## Collected data entries
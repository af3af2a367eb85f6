use lazy_static::lazy_static;
use std::{collections::HashMap, fmt::Display};

use crate::Span;

lazy_static! {
    pub static ref RESERVED_LOOKUP: HashMap<&'static str, TokenKind> = {
        let mut map = HashMap::new();
        map.insert("int", TokenKind::Int);
        map.insert("bool", TokenKind::Bool);
        map.insert("void", TokenKind::Void);
        map.insert("true", TokenKind::True);
        map.insert("false", TokenKind::False);
        map.insert("struct", TokenKind::Struct);
        map.insert("cin", TokenKind::Cin);
        map.insert("cout", TokenKind::Cout);
        map.insert("if", TokenKind::If);
        map.insert("else", TokenKind::Else);
        map.insert("while", TokenKind::While);
        map.insert("return", TokenKind::Return);
        map
    };
}

#[derive(Debug, PartialEq, Eq, Clone, Copy, Hash)]
pub enum TokenKind {
    EOF,
    Number,
    String,
    Identifier,

    OpenCurly,
    CloseCurly,
    OpenParen,
    CloseParen,

    Assignment, // =
    Equals,     // ==
    Not,        // !
    NotEquals,  // !=

    Less,
    LessEquals,
    Greater,
    GreaterEquals,

    Or,
    And,

    Dot,
    Semicolon,
    Comma,

    ReadOp,  // >>
    WriteOp, // <<

    PlusPlus,
    MinusMinus,

    Plus,
    Dash,
    Slash,
    Star,

    // Reserved
    Int,
    Bool,
    Void,
    True,
    False,
    Struct,
    Cin,
    Cout,
    If,
    Else,
    While,
    Return,
}

impl TokenKind {
    pub fn is_type_keyword(&self) -> bool {
        matches!(self, TokenKind::Int | TokenKind::Bool | TokenKind::Void)
    }
}

impl Display for TokenKind {
    fn fmt(&self, f: &mut std::fmt::Formatter<'_>) -> std::fmt::Result {
        write!(f, "{:?}", self)
    }
}

#[derive(Debug, Clone, PartialEq)]
pub struct Token {
    pub kind: TokenKind,
    pub value: String,
    pub span: Span,
}

impl Display for Token {
    fn fmt(&self, f: &mut std::fmt::Formatter<'_>) -> std::fmt::Result {
        match self.kind {
            TokenKind::String | TokenKind::Identifier | TokenKind::Number => {
                write!(f, "{} ({})", self.kind, self.value)
            }
            _ => write!(f, "{}", self.kind),
        }
    }
}
//! Typed MIPS assembly.
//!
//! The code generator builds a list of [`Line`]s instead of text so tests
//! can look at opcodes, operands and labels directly. `Display` renders
//! SPIM assembler syntax.

use std::fmt::Display;

#[derive(Debug, Clone, Copy, PartialEq, Eq, Hash)]
pub enum Register {
    Fp,
    Sp,
    Ra,
    V0,
    A0,
    T0,
    T1,
    Zero,
}

impl Display for Register {
    fn fmt(&self, f: &mut std::fmt::Formatter<'_>) -> std::fmt::Result {
        let name = match self {
            Register::Fp => "$fp",
            Register::Sp => "$sp",
            Register::Ra => "$ra",
            Register::V0 => "$v0",
            Register::A0 => "$a0",
            Register::T0 => "$t0",
            Register::T1 => "$t1",
            Register::Zero => "$zero",
        };
        write!(f, "{}", name)
    }
}

#[derive(Debug, Clone, Copy, PartialEq, Eq, Hash)]
pub enum Opcode {
    Add,
    Sub,
    Mul,
    Div,
    Seq,
    Sne,
    Slt,
    Sgt,
    Sle,
    Sge,
    Xori,
    Addu,
    Subu,
    Li,
    La,
    Lw,
    Sw,
    Move,
    B,
    Beq,
    Bne,
    Blt,
    Bgt,
    Ble,
    Bge,
    Jal,
    Jr,
    Syscall,
}

impl Opcode {
    pub fn is_branch(&self) -> bool {
        matches!(
            self,
            Opcode::B
                | Opcode::Beq
                | Opcode::Bne
                | Opcode::Blt
                | Opcode::Bgt
                | Opcode::Ble
                | Opcode::Bge
        )
    }
}

impl Display for Opcode {
    fn fmt(&self, f: &mut std::fmt::Formatter<'_>) -> std::fmt::Result {
        let mnemonic = match self {
            Opcode::Add => "add",
            Opcode::Sub => "sub",
            Opcode::Mul => "mul",
            Opcode::Div => "div",
            Opcode::Seq => "seq",
            Opcode::Sne => "sne",
            Opcode::Slt => "slt",
            Opcode::Sgt => "sgt",
            Opcode::Sle => "sle",
            Opcode::Sge => "sge",
            Opcode::Xori => "xori",
            Opcode::Addu => "addu",
            Opcode::Subu => "subu",
            Opcode::Li => "li",
            Opcode::La => "la",
            Opcode::Lw => "lw",
            Opcode::Sw => "sw",
            Opcode::Move => "move",
            Opcode::B => "b",
            Opcode::Beq => "beq",
            Opcode::Bne => "bne",
            Opcode::Blt => "blt",
            Opcode::Bgt => "bgt",
            Opcode::Ble => "ble",
            Opcode::Bge => "bge",
            Opcode::Jal => "jal",
            Opcode::Jr => "jr",
            Opcode::Syscall => "syscall",
        };
        write!(f, "{}", mnemonic)
    }
}

#[derive(Debug, Clone, PartialEq, Eq)]
pub enum Operand {
    Reg(Register),
    Imm(i32),
    Label(String),
    /// `offset(register)`
    Indexed(i32, Register),
}

impl Display for Operand {
    fn fmt(&self, f: &mut std::fmt::Formatter<'_>) -> std::fmt::Result {
        match self {
            Operand::Reg(register) => write!(f, "{}", register),
            Operand::Imm(value) => write!(f, "{}", value),
            Operand::Label(label) => write!(f, "{}", label),
            Operand::Indexed(offset, register) => write!(f, "{}({})", offset, register),
        }
    }
}

impl From<Register> for Operand {
    fn from(register: Register) -> Self {
        Operand::Reg(register)
    }
}

impl From<i32> for Operand {
    fn from(value: i32) -> Self {
        Operand::Imm(value)
    }
}

impl From<&str> for Operand {
    fn from(label: &str) -> Self {
        Operand::Label(label.to_string())
    }
}

#[derive(Debug, Clone, PartialEq, Eq)]
pub enum Line {
    Instruction {
        opcode: Opcode,
        operands: Vec<Operand>,
        comment: Option<String>,
    },
    Label {
        name: String,
        comment: Option<String>,
    },
    /// `.text`, `.data`, `.align 2`, `.globl main`
    Directive { name: String, arg: Option<String> },
    /// A labelled piece of static data, such as `_x: .space 4`.
    Data {
        label: String,
        directive: String,
        arg: String,
    },
    Comment(String),
}

impl Line {
    pub fn opcode(&self) -> Option<Opcode> {
        match self {
            Line::Instruction { opcode, .. } => Some(*opcode),
            _ => None,
        }
    }

    /// The label a branch or jump goes to.
    pub fn target(&self) -> Option<&str> {
        match self {
            Line::Instruction {
                opcode, operands, ..
            } if opcode.is_branch() || *opcode == Opcode::Jal => match operands.last() {
                Some(Operand::Label(label)) => Some(label),
                _ => None,
            },
            _ => None,
        }
    }
}

impl Display for Line {
    fn fmt(&self, f: &mut std::fmt::Formatter<'_>) -> std::fmt::Result {
        match self {
            Line::Instruction {
                opcode,
                operands,
                comment,
            } => {
                write!(f, "\t{}", opcode)?;
                if !operands.is_empty() {
                    let operands = operands
                        .iter()
                        .map(ToString::to_string)
                        .collect::<Vec<_>>()
                        .join(", ");
                    write!(f, "\t{}", operands)?;
                }
                if let Some(comment) = comment {
                    write!(f, "\t\t# {}", comment)?;
                }
                Ok(())
            }
            Line::Label { name, comment } => {
                write!(f, "{}:", name)?;
                if let Some(comment) = comment {
                    write!(f, "\t\t# {}", comment)?;
                }
                Ok(())
            }
            Line::Directive { name, arg } => match arg {
                Some(arg) => write!(f, "\t.{} {}", name, arg),
                None => write!(f, "\t.{}", name),
            },
            Line::Data {
                label,
                directive,
                arg,
            } => write!(f, "{}:\t.{} {}", label, directive, arg),
            Line::Comment(text) => write!(f, "\t# {}", text),
        }
    }
}

/// A generated program.
#[derive(Debug, Clone, Default, PartialEq, Eq)]
pub struct Assembly {
    lines: Vec<Line>,
}

impl Assembly {
    pub fn new() -> Self {
        Self::default()
    }

    pub fn push(&mut self, line: Line) {
        self.lines.push(line);
    }

    pub fn lines(&self) -> &[Line] {
        &self.lines
    }

    pub fn len(&self) -> usize {
        self.lines.len()
    }

    pub fn is_empty(&self) -> bool {
        self.lines.is_empty()
    }

    /// Every label defined in the program, in order.
    pub fn labels(&self) -> Vec<&str> {
        self.lines
            .iter()
            .filter_map(|line| match line {
                Line::Label { name, .. } => Some(name.as_str()),
                Line::Data { label, .. } => Some(label.as_str()),
                _ => None,
            })
            .collect()
    }

    pub fn count(&self, opcode: Opcode) -> usize {
        self.lines
            .iter()
            .filter(|line| line.opcode() == Some(opcode))
            .count()
    }
}

impl Display for Assembly {
    fn fmt(&self, f: &mut std::fmt::Formatter<'_>) -> std::fmt::Result {
        for line in &self.lines {
            writeln!(f, "{}", line)?;
        }
        Ok(())
    }
}

#[cfg(test)]
mod tests {
    use super::*;

    #[test]
    fn test_render_lines() {
        let push = Line::Instruction {
            opcode: Opcode::Sw,
            operands: vec![Register::Ra.into(), Operand::Indexed(0, Register::Sp)],
            comment: Some(String::from("PUSH")),
        };
        assert_eq!(push.to_string(), "\tsw\t$ra, 0($sp)\t\t# PUSH");

        let syscall = Line::Instruction {
            opcode: Opcode::Syscall,
            operands: vec![],
            comment: None,
        };
        assert_eq!(syscall.to_string(), "\tsyscall");

        let data = Line::Data {
            label: String::from("_x"),
            directive: String::from("space"),
            arg: String::from("4"),
        };
        assert_eq!(data.to_string(), "_x:\t.space 4");

        let directive = Line::Directive {
            name: String::from("globl"),
            arg: Some(String::from("main")),
        };
        assert_eq!(directive.to_string(), "\t.globl main");
    }

    #[test]
    fn test_branch_target() {
        let branch = Line::Instruction {
            opcode: Opcode::Beq,
            operands: vec![Register::T0.into(), Register::Zero.into(), ".L3".into()],
            comment: None,
        };
        assert_eq!(branch.target(), Some(".L3"));

        let load = Line::Instruction {
            opcode: Opcode::La,
            operands: vec![Register::T0.into(), "_x".into()],
            comment: None,
        };
        assert_eq!(load.target(), None);
    }
}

## Your objective
Copy every line of the records above that holds the word "Zero".

## Response area
    Zero,
            Register::Zero => "$zero",
            operands: vec![Register::T0.into(), Register::Zero.into(), ".L3".into()],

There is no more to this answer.